La noche del jueves se puso muy británica en Compostela. Llovía y los soportales de la Rúa Nova daban cobijo a la tropa insumisa que no se dejaba amedrentar por cuatro pingas mal contadas. Aquella noche salpicada de nubes (nada de estrellas) podía ser la misma que a esas horas sobrevolaba Inverness o la isla de Skye. Las isobaras son una de las cosas que más unen a esta Europa mal avenida, que solo se mira ya en el espejo de los satélites meteorológicos.
Esa madrugada la BBC, siempre tan BBC, emitió un impecable programa sobre el referendo de Escocia. El presentador, neutral hasta la médula, distribuía el juego con la elegancia y la precisión milimétrica de un mediocentro exquisito. Había que forzar un poco el oído -el Erasmus ya empieza a quedar lejos- para descifrar el áspero acento escocés con el que estudiantes, granjeros y hosteleros iban explicando por qué su yes y por qué su no.
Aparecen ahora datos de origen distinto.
//! Types module: literal values, field indices and the node tree shapes.
//!
//! This module provides the values embedded in instruction records (`Literal`,
//! `FieldIndex`) and everything the tree builder hands back to a caller
//! (`Tag`, `Part`, `Attributes`, `PropSource`, `Child`, `Node`, `Built`).

use serde::{Deserialize, Serialize};

/// A value written literally in the static segments of a template.
#[derive(Debug, Clone, PartialEq, Eq, Hash, Serialize, Deserialize)]
#[non_exhaustive]
pub enum Literal {
    Str(String),
    /// Value part of a boolean attribute such as `<input disabled>`.
    Bool(bool),
}

impl Literal {
    pub fn as_str(&self) -> Option<&str> {
        match self {
            Literal::Str(s) => Some(s),
            Literal::Bool(_) => None,
        }
    }

    pub fn as_bool(&self) -> Option<bool> {
        match self {
            Literal::Bool(b) => Some(*b),
            Literal::Str(_) => None,
        }
    }
}

impl From<&str> for Literal {
    fn from(s: &str) -> Self {
        Literal::Str(s.to_string())
    }
}

impl From<String> for Literal {
    fn from(s: String) -> Self {
        Literal::Str(s)
    }
}

impl From<bool> for Literal {
    fn from(b: bool) -> Self {
        Literal::Bool(b)
    }
}

/// Selects where an instruction operand comes from.
///
/// `0` means the record's embedded literal; `n > 0` means the dynamic value at
/// position `n - 1`, i.e. the hole between static segments `n - 1` and `n`.
#[derive(Debug, Clone, Copy, PartialEq, Eq, PartialOrd, Ord, Hash, Default, Serialize, Deserialize)]
#[serde(transparent)]
pub struct FieldIndex(pub usize);

impl FieldIndex {
    pub const LITERAL: FieldIndex = FieldIndex(0);

    pub fn literal() -> Self {
        Self::LITERAL
    }

    /// Index for the hole at 0-based `position` in the dynamic values.
    pub fn hole(position: usize) -> Self {
        FieldIndex(position + 1)
    }

    pub fn is_literal(self) -> bool {
        self.0 == 0
    }

    /// 0-based position into the dynamic values, or `None` for a literal.
    pub fn position(self) -> Option<usize> {
        self.0.checked_sub(1)
    }
}

/// Resolved tag name of a node.
#[derive(Debug, Clone, PartialEq, Serialize, Deserialize)]
pub enum Tag<V> {
    Name(String),
    Dynamic(V),
}

impl<V> Tag<V> {
    pub fn as_name(&self) -> Option<&str> {
        match self {
            Tag::Name(name) => Some(name),
            Tag::Dynamic(_) => None,
        }
    }

    /// `true` for the empty-name tag of the implicit root.
    pub fn is_fragment(&self) -> bool {
        matches!(self, Tag::Name(name) if name.is_empty())
    }
}

impl<V> Default for Tag<V> {
    fn default() -> Self {
        Tag::Name(String::new())
    }
}

/// One fragment of an attribute value. Parts concatenate at render time.
#[derive(Debug, Clone, PartialEq, Serialize, Deserialize)]
pub enum Part<V> {
    Literal(Literal),
    Dynamic(V),
}

impl<V> Part<V> {
    pub fn as_literal(&self) -> Option<&Literal> {
        match self {
            Part::Literal(lit) => Some(lit),
            Part::Dynamic(_) => None,
        }
    }

    pub fn as_dynamic(&self) -> Option<&V> {
        match self {
            Part::Dynamic(v) => Some(v),
            Part::Literal(_) => None,
        }
    }
}

/// Named attributes of one element, in first-seen order.
#[derive(Debug, Clone, PartialEq, Serialize, Deserialize)]
#[serde(transparent)]
pub struct Attributes<V> {
    entries: Vec<(String, Vec<Part<V>>)>,
}

impl<V> Attributes<V> {
    pub fn new() -> Self {
        Self { entries: Vec::new() }
    }

    pub fn get(&self, name: &str) -> Option<&[Part<V>]> {
        self.entries
            .iter()
            .find(|(n, _)| n == name)
            .map(|(_, parts)| parts.as_slice())
    }

    pub fn get_mut(&mut self, name: &str) -> Option<&mut Vec<Part<V>>> {
        self.entries
            .iter_mut()
            .find(|(n, _)| n == name)
            .map(|(_, parts)| parts)
    }

    /// Replace the parts of `name`, keeping its original position if it was
    /// already present.
    pub fn set(&mut self, name: impl Into<String>, parts: Vec<Part<V>>) {
        let name = name.into();
        match self.get_mut(&name) {
            Some(existing) => *existing = parts,
            None => self.entries.push((name, parts)),
        }
    }

    pub fn contains(&self, name: &str) -> bool {
        self.get(name).is_some()
    }

    pub fn iter(&self) -> impl Iterator<Item = (&str, &[Part<V>])> {
        self.entries.iter().map(|(n, p)| (n.as_str(), p.as_slice()))
    }

    pub fn names(&self) -> impl Iterator<Item = &str> {
        self.entries.iter().map(|(n, _)| n.as_str())
    }

    pub fn len(&self) -> usize {
        self.entries.len()
    }

    pub fn is_empty(&self) -> bool {
        self.entries.is_empty()
    }
}

impl<V> Default for Attributes<V> {
    fn default() -> Self {
        Self::new()
    }
}

/// One entry in a node's property list.
#[derive(Debug, Clone, PartialEq, Serialize, Deserialize)]
pub enum PropSource<V> {
    /// `...${obj}`: merged wholesale by the renderer, never expanded here.
    Spread(V),
    Named(Attributes<V>),
}

impl<V> PropSource<V> {
    pub fn as_named(&self) -> Option<&Attributes<V>> {
        match self {
            PropSource::Named(attrs) => Some(attrs),
            PropSource::Spread(_) => None,
        }
    }

    pub fn as_spread(&self) -> Option<&V> {
        match self {
            PropSource::Spread(v) => Some(v),
            PropSource::Named(_) => None,
        }
    }
}

/// A child of a node. `E` is whatever the element factory produces.
#[derive(Debug, Clone, PartialEq, Serialize, Deserialize)]
pub enum Child<V, E = Node<V>> {
    Text(String),
    Dynamic(V),
    Element(E),
}

impl<V, E> Child<V, E> {
    pub fn as_text(&self) -> Option<&str> {
        match self {
            Child::Text(s) => Some(s),
            _ => None,
        }
    }

    pub fn as_dynamic(&self) -> Option<&V> {
        match self {
            Child::Dynamic(v) => Some(v),
            _ => None,
        }
    }

    pub fn as_element(&self) -> Option<&E> {
        match self {
            Child::Element(e) => Some(e),
            _ => None,
        }
    }
}

/// An element of the built tree.
#[derive(Debug, Clone, PartialEq, Serialize, Deserialize)]
pub struct Node<V> {
    pub tag: Tag<V>,
    pub props: Vec<PropSource<V>>,
    pub children: Vec<Child<V>>,
}

impl<V> Node<V> {
    pub fn new(tag: Tag<V>) -> Self {
        Self {
            tag,
            props: Vec::new(),
            children: Vec::new(),
        }
    }

    /// Look up a named attribute across every `Named` prop source, last wins.
    pub fn attribute(&self, name: &str) -> Option<&[Part<V>]> {
        self.props
            .iter()
            .rev()
            .filter_map(PropSource::as_named)
            .find_map(|attrs| attrs.get(name))
    }
}

/// Result of building a template.
#[derive(Debug, Clone, PartialEq, Serialize, Deserialize)]
pub enum Built<V, E = Node<V>> {
    /// The template had exactly one top-level child.
    Single(Child<V, E>),
    /// Zero or several top-level children, in order.
    Many(Vec<Child<V, E>>),
}

impl<V, E> Built<V, E> {
    pub fn as_single(&self) -> Option<&Child<V, E>> {
        match self {
            Built::Single(child) => Some(child),
            Built::Many(_) => None,
        }
    }

    pub fn as_node(&self) -> Option<&E> {
        self.as_single().and_then(Child::as_element)
    }

    pub fn into_children(self) -> Vec<Child<V, E>> {
        match self {
            Built::Single(child) => vec![child],
            Built::Many(children) => children,
        }
    }

    pub fn len(&self) -> usize {
        match self {
            Built::Single(_) => 1,
            Built::Many(children) => children.len(),
        }
    }

    pub fn is_empty(&self) -> bool {
        self.len() == 0
    }
}
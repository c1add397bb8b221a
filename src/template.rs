//! Template module: a parsed template ready to be built many times.
//!
//! This module provides the Template type.

use crate::builder::build_with;
use crate::factory::{ElementFactory, TreeFactory};
use crate::ir::Block;
use crate::parser::TemplateParser;
use crate::types::{Built, Node};
use crate::{HtreeError, Result};
use std::sync::Arc;

/// A compiled template. Cloning shares the instruction stream.
#[derive(Debug, Clone, PartialEq)]
pub struct Template {
    block: Arc<Block>,
    arity: usize,
}

impl Template {
    /// Parse the static segments of a template.
    pub fn new<S: AsRef<str>>(statics: &[S]) -> Self {
        Self {
            block: Arc::new(TemplateParser::parse(statics)),
            arity: statics.len().saturating_sub(1),
        }
    }

    /// Wrap an instruction stream obtained elsewhere, e.g. from a cache.
    pub fn from_parts(block: Block, arity: usize) -> Self {
        Self {
            block: Arc::new(block),
            arity,
        }
    }

    /// Number of dynamic values every build expects.
    pub fn arity(&self) -> usize {
        self.arity
    }

    pub fn block(&self) -> &Block {
        &self.block
    }

    pub fn shared_block(&self) -> Arc<Block> {
        Arc::clone(&self.block)
    }

    /// Build a `Node` tree with one set of dynamic values.
    pub fn build<V: Clone>(&self, fields: &[V]) -> Result<Built<V, Node<V>>> {
        self.build_with(fields, &mut TreeFactory)
    }

    /// Build with a custom element factory.
    pub fn build_with<V, F>(&self, fields: &[V], factory: &mut F) -> Result<Built<V, F::Output>>
    where
        V: Clone,
        F: ElementFactory<V>,
    {
        if fields.len() != self.arity {
            return Err(HtreeError::ArityMismatch {
                expected: self.arity,
                found: fields.len(),
            });
        }
        build_with(&self.block, fields, factory)
    }
}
Las pantallas aún no habían escupido los primeros resultados, pero en el plató, en la Royal Mile y en los pubs no había ni un átomo de esa crispación made in Spain con la que aderezamos todos los debates en general y el de Cataluña en particular.
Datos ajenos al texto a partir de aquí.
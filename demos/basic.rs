use htree::*;

fn main() -> Result<(), HtreeError> {
    // 1. Parse the static segments once
    let template = Template::new(&[
        "\n  <div class=\"card ",
        "\" ...",
        ">\n    <h2>",
        "</h2>\n    <!-- body -->\n    <p>Hello, <b>",
        "</b>!</p>\n    <br/>\n  </div>\n",
    ]);
    println!("Instruction stream: {:#?}", template.block());

    // 2. Build a node tree with one set of values
    let built = template.build(&["active", "{ id: 1 }", "Title", "world"])?;
    println!("Node tree: {:#?}", built);

    // 3. Build again with different values, this time straight to markup
    let mut render = from_fn(
        |tag: Tag<&str>,
         _props: Vec<PropSource<&str>>,
         children: Vec<Child<&str, String>>|
         -> String {
            let tag = tag.as_name().unwrap_or("").to_string();
            let inner: String = children
                .into_iter()
                .map(|c| match c {
                    Child::Text(t) => t,
                    Child::Dynamic(d) => d.to_string(),
                    Child::Element(e) => e,
                })
                .collect();
            format!("<{tag}>{inner}</{tag}>")
        },
    );
    let markup = template.build_with(&["idle", "{}", "Other", "there"], &mut render)?;
    match markup {
        Built::Single(Child::Element(html)) => println!("Rendered: {}", html),
        other => println!("Unexpected shape: {:?}", other),
    }
    Ok(())
}
use indexmap::IndexMap;
use indexmap::map::Entry;
use rustc_hash::FxBuildHasher;

use crate::model::{ApiItem, ItemKind};

type DedupKey = (String, ItemKind);

/// Collapses items sharing a `(name, kind)` pair and sorts the survivors by
/// name.
///
/// Within a group the item with the strictly longest description wins, length
/// being counted in characters; on a tie the first one seen is kept. Names
/// compare by byte value, and items with equal names keep their discovery
/// order.
pub fn deduplicate_docs(items: impl IntoIterator<Item = ApiItem>) -> Vec<ApiItem> {
    let mut unique: IndexMap<DedupKey, ApiItem, FxBuildHasher> = IndexMap::default();

    for item in items {
        match unique.entry((item.name.clone(), item.kind)) {
            Entry::Occupied(mut existing) => {
                if char_len(&existing.get().description) < char_len(&item.description) {
                    existing.insert(item);
                }
            }
            Entry::Vacant(slot) => {
                slot.insert(item);
            }
        }
    }

    let mut docs: Vec<ApiItem> = unique.into_values().collect();
    docs.sort_by(|a, b| a.name.cmp(&b.name));
    docs
}

fn char_len(text: &str) -> usize {
    text.chars().count()
}
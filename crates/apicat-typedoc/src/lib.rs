#![deny(clippy::all)]

//! TypeDoc integration for apicat.
//!
//! Provides a [`TypedocEngine`] that reads the JSON model emitted by
//! `typedoc --json`, a [`JsonFileSink`] that persists the catalog, and
//! [`generate`], which wires both to a [`Generator`](apicat_docs::Generator)
//! from a [`GeneratorConfig`](apicat_docs::GeneratorConfig).

pub mod engine;
pub mod error;
pub mod pipeline;
pub mod reflection;
pub mod sink;

pub use engine::{TypedocContext, TypedocEngine};
pub use error::TypedocError;
pub use pipeline::generate;
pub use reflection::declaration_kind;
pub use sink::JsonFileSink;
Era todo tan sosegado que recordaba la escena de El sentido de la vida en que los Monty Python ironizan sobre la parsimonia con que un oficial inglés se afeita impasible y meticulosamente en pleno ataque de los guerreros zulúes. La misma flema civilizada con la que se votó si el Reino seguía o no Unido.
Claro que igual todo esto de la democracia es como el césped inglés. Solo hace falta plantarlo y luego esperar 300 o 400 años para tener un tapiz perfecto.